L’enigma Pakistan Tra guerre e Jihad il Paese non crolla
TROPPO spargimento di fango, la Partition, profughi, settarismi, armi, tensioni perenni con l'India sulla frontiera del Kashmir. Il Pakistan di 70 anni dopo resta più che mai un luogo di violenza”, ricorda Abenante (Università di Trieste), storico dell’area.
Anche verso le minoranze?
Gli indù sono poche migliaia e si nascondono, ma ci sono anche spaccature nel mondo musulmano. Il Pakistan non ha avuto la stessa classe dirigente dell'India, che dopo l'Indipendenza ha saputo rendere la diversità un fattore di cambiamento.
Perché?
C'è una responsabilità britannica, le province dell'odierno Pakistan erano amministrate in modo molto più autoritario, e questo è continuato.

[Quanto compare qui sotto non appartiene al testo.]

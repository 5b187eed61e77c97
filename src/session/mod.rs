//! Subscriber sessions
//!
//! Each open stream runs a [`SubscriberSession`] that owns its hub registration and writes
//! frames through an [`EventSink`].

pub mod sink;
pub mod subscriber;

pub use sink::{ChannelSink, EventSink, FrameStream, SinkClosed};
pub use subscriber::{CloseReason, SubscriberSession};
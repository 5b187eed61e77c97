//! Statistics and metrics

pub mod metrics;

pub use metrics::{HubStats, SessionStats};
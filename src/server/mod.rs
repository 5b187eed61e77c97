//! HTTP server
//!
//! Maps the streaming and submission endpoints onto the hub.

pub mod config;
pub mod listener;
pub mod routes;

pub use config::ServerConfig;
pub use listener::ProbeServer;
pub use routes::{DATA_PATH, EVENTS_PATH};
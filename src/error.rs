//! Error types
//!
//! Connection-scoped failures end only the connection that hit them. Publish-scoped
//! failures are reported to the submitter and never touch other subscribers.

use axum::http::StatusCode;
use axum::response::{IntoResponse, Response};

use crate::hub::HubError;

/// Crate-wide result alias
pub type Result<T> = std::result::Result<T, Error>;

/// Errors surfaced by the hub, the streaming endpoint and the clients
#[derive(Debug, thiserror::Error)]
pub enum Error {
    /// The transport cannot flush incrementally, so no stream was opened
    #[error("streaming unsupported by transport")]
    StreamingUnsupported,

    /// A submission body could not be decoded
    #[error("failed to decode request body: {0}")]
    Decode(#[source] serde_json::Error),

    /// An outgoing message could not be encoded
    #[error("failed to serialize message: {0}")]
    Serialization(#[source] serde_json::Error),

    /// The hub control loop is gone
    #[error(transparent)]
    Hub(#[from] HubError),

    /// Listener or socket failure
    #[error("I/O error: {0}")]
    Io(#[from] std::io::Error),

    /// Client-side HTTP failure
    #[error("HTTP error: {0}")]
    Http(#[from] reqwest::Error),

    /// The server answered with a status the client did not expect
    #[error("unexpected status: {0}")]
    UnexpectedStatus(reqwest::StatusCode),

    /// The event stream could not be parsed
    #[error("event stream error: {0}")]
    EventStream(String),
}

impl IntoResponse for Error {
    fn into_response(self) -> Response {
        let (status, body) = match &self {
            Error::StreamingUnsupported => {
                (StatusCode::INTERNAL_SERVER_ERROR, "Streaming unsupported!")
            }
            Error::Decode(_) => (StatusCode::BAD_REQUEST, "Failed to decode request body"),
            Error::Hub(_) => (StatusCode::SERVICE_UNAVAILABLE, "Hub unavailable"),
            _ => (StatusCode::INTERNAL_SERVER_ERROR, "Internal server error"),
        };

        (status, body).into_response()
    }
}
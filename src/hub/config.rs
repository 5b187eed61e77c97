//! Hub configuration

/// How the control loop hands a message to a subscriber queue
#[derive(Debug, Clone, Copy, PartialEq, Eq, Default)]
pub enum DeliveryPolicy {
    /// Wait for queue space.
    ///
    /// A subscriber that stops draining its queue stalls the control loop, and with it every
    /// later register, unregister and publish, until that subscriber drains or its
    /// connection goes away. This is a known head-of-line blocking hazard.
    #[default]
    Blocking,

    /// Never wait. A subscriber whose queue is full is removed from the registry and its
    /// stream is ended.
    DisconnectSlow,
}

/// Configuration for the hub control loop
#[derive(Debug, Clone)]
pub struct HubConfig {
    /// Capacity of each subscriber's delivery queue (at least 1)
    pub queue_capacity: usize,

    /// Hand-off policy for full queues
    pub delivery: DeliveryPolicy,
}

impl Default for HubConfig {
    fn default() -> Self {
        Self {
            queue_capacity: 1,
            delivery: DeliveryPolicy::Blocking,
        }
    }
}

impl HubConfig {
    /// Set the per-subscriber queue capacity
    pub fn queue_capacity(mut self, capacity: usize) -> Self {
        self.queue_capacity = capacity.max(1);
        self
    }

    /// Set the delivery policy
    pub fn delivery(mut self, policy: DeliveryPolicy) -> Self {
        self.delivery = policy;
        self
    }

    /// Disconnect subscribers that cannot keep up
    pub fn disconnect_slow(self) -> Self {
        self.delivery(DeliveryPolicy::DisconnectSlow)
    }
}

#[cfg(test)]
mod tests {
    use super::*;

    #[test]
    fn test_default_config() {
        let config = HubConfig::default();

        assert_eq!(config.queue_capacity, 1);
        assert_eq!(config.delivery, DeliveryPolicy::Blocking);
    }

    #[test]
    fn test_queue_capacity_has_floor() {
        let config = HubConfig::default().queue_capacity(0);

        assert_eq!(config.queue_capacity, 1);
    }

    #[test]
    fn test_builder_chaining() {
        let config = HubConfig::default().queue_capacity(64).disconnect_slow();

        assert_eq!(config.queue_capacity, 64);
        assert_eq!(config.delivery, DeliveryPolicy::DisconnectSlow);
    }
}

Con ripercussioni anche economiche.
Sì, è aumentata la forbice con l'India, non ha la stessa capacità di attrarre investimenti, anche per le violenze che lo attraversano. E c'è anche un difetto di volontà. L'esercito rappresenta ancora il primo capitolo di spesa pubblica, e ha una presenza capillare in tutta la società. La permanenza delle tensioni militari è garanzia del suo potere. Nondimeno proliferano movimenti e azioni terroristiche.

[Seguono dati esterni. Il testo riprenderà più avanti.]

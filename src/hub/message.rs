//! Message and identity types for hub routing
//!
//! A [`Message`] is built once per publish and handed to every subscriber behind an
//! `Arc`, so fan-out never copies the payload.

use serde::ser::{Error as _, SerializeSeq};
use serde::{Deserialize, Serialize, Serializer};

/// Process-unique subscriber identity, assigned in increasing order and never reused
#[derive(Debug, Clone, Copy, PartialEq, Eq, PartialOrd, Ord, Hash)]
pub struct SubscriberId(u64);

impl SubscriberId {
    /// Wrap a raw identity value
    pub fn new(raw: u64) -> Self {
        Self(raw)
    }

    /// Raw identity value
    pub fn get(self) -> u64 {
        self.0
    }
}

impl std::fmt::Display for SubscriberId {
    fn fmt(&self, f: &mut std::fmt::Formatter<'_>) -> std::fmt::Result {
        write!(f, "{}", self.0)
    }
}

/// Row-major matrix of floating point values
///
/// Rows may differ in length. Integral values serialize without a fractional part
/// (`1` rather than `1.0`) and non-finite values refuse to serialize.
#[derive(Debug, Clone, Default, PartialEq, Deserialize)]
#[serde(transparent)]
pub struct Matrix(Vec<Vec<f64>>);

impl Matrix {
    /// Create a matrix from its rows
    pub fn new(rows: Vec<Vec<f64>>) -> Self {
        Self(rows)
    }

    /// Borrow the rows
    pub fn rows(&self) -> &[Vec<f64>] {
        &self.0
    }

    /// Number of rows
    pub fn row_count(&self) -> usize {
        self.0.len()
    }

    /// Whether the matrix has no rows
    pub fn is_empty(&self) -> bool {
        self.0.is_empty()
    }
}

impl From<Vec<Vec<f64>>> for Matrix {
    fn from(rows: Vec<Vec<f64>>) -> Self {
        Self(rows)
    }
}

// Largest magnitude at which every integer is exactly representable as f64.
const MAX_EXACT_INTEGER: f64 = 9_007_199_254_740_992.0;

struct Cell(f64);

impl Serialize for Cell {
    fn serialize<S: Serializer>(&self, serializer: S) -> Result<S::Ok, S::Error> {
        let value = self.0;
        if !value.is_finite() {
            return Err(S::Error::custom(format!("unsupported value: {value}")));
        }
        if value.fract() == 0.0 && value.abs() <= MAX_EXACT_INTEGER {
            serializer.serialize_i64(value as i64)
        } else {
            serializer.serialize_f64(value)
        }
    }
}

struct Row<'a>(&'a [f64]);

impl Serialize for Row<'_> {
    fn serialize<S: Serializer>(&self, serializer: S) -> Result<S::Ok, S::Error> {
        let mut seq = serializer.serialize_seq(Some(self.0.len()))?;
        for value in self.0 {
            seq.serialize_element(&Cell(*value))?;
        }
        seq.end()
    }
}

impl Serialize for Matrix {
    fn serialize<S: Serializer>(&self, serializer: S) -> Result<S::Ok, S::Error> {
        let mut seq = serializer.serialize_seq(Some(self.0.len()))?;
        for row in &self.0 {
            seq.serialize_element(&Row(row))?;
        }
        seq.end()
    }
}

/// Payload carried by a message
///
/// Matrices are the common case. Any other JSON shape travels as [`Payload::Json`].
#[derive(Debug, Clone, PartialEq, Serialize, Deserialize)]
#[serde(untagged)]
pub enum Payload {
    /// Numeric matrix
    Matrix(Matrix),
    /// Arbitrary JSON value
    Json(serde_json::Value),
}

impl From<Matrix> for Payload {
    fn from(matrix: Matrix) -> Self {
        Payload::Matrix(matrix)
    }
}

impl From<Vec<Vec<f64>>> for Payload {
    fn from(rows: Vec<Vec<f64>>) -> Self {
        Payload::Matrix(Matrix::new(rows))
    }
}

impl From<serde_json::Value> for Payload {
    fn from(value: serde_json::Value) -> Self {
        Payload::Json(value)
    }
}

/// A published message: payload plus a short text label
///
/// Field names on the wire are `matrix` and `label`, in that order.
#[derive(Debug, Clone, PartialEq, Serialize, Deserialize)]
pub struct Message {
    #[serde(rename = "matrix")]
    payload: Payload,
    label: String,
}

impl Message {
    /// Create a message
    pub fn new(payload: impl Into<Payload>, label: impl Into<String>) -> Self {
        Self {
            payload: payload.into(),
            label: label.into(),
        }
    }

    /// The payload
    pub fn payload(&self) -> &Payload {
        &self.payload
    }

    /// The label
    pub fn label(&self) -> &str {
        &self.label
    }
}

Quel “jihadismo” è molto recente, coincide con Al Quaeda. Il problema è che un paese pieno di armi, a partire dalle crisi afghane degli anni 70. Viene da chiedersi perché in tutto questo il Pakistan esista ancora.
È un paradosso, anche a detta degli studiosi. Più volte è stato pronosticato “l’imminente collasso”, che invece non c’è stato. La ragione secondo me è che, bene o male, uno “Stato” c’è, a differenza che altrove. Con una burocrazia capillare, un’assidua “retorica nazionalista” e una parvenza di democrazia. In un contesto difficile come questo uno “Stato” forte è forse l’unico collante.
Speranze dalle nuove generazioni?
Sì, ed è uno sviluppo promettente. Non sono figli delle vecchie lacerazioni e, grazie anche alle nuove tecnologie, “si parlano” di più, anche con gli indiani. E anche di religione.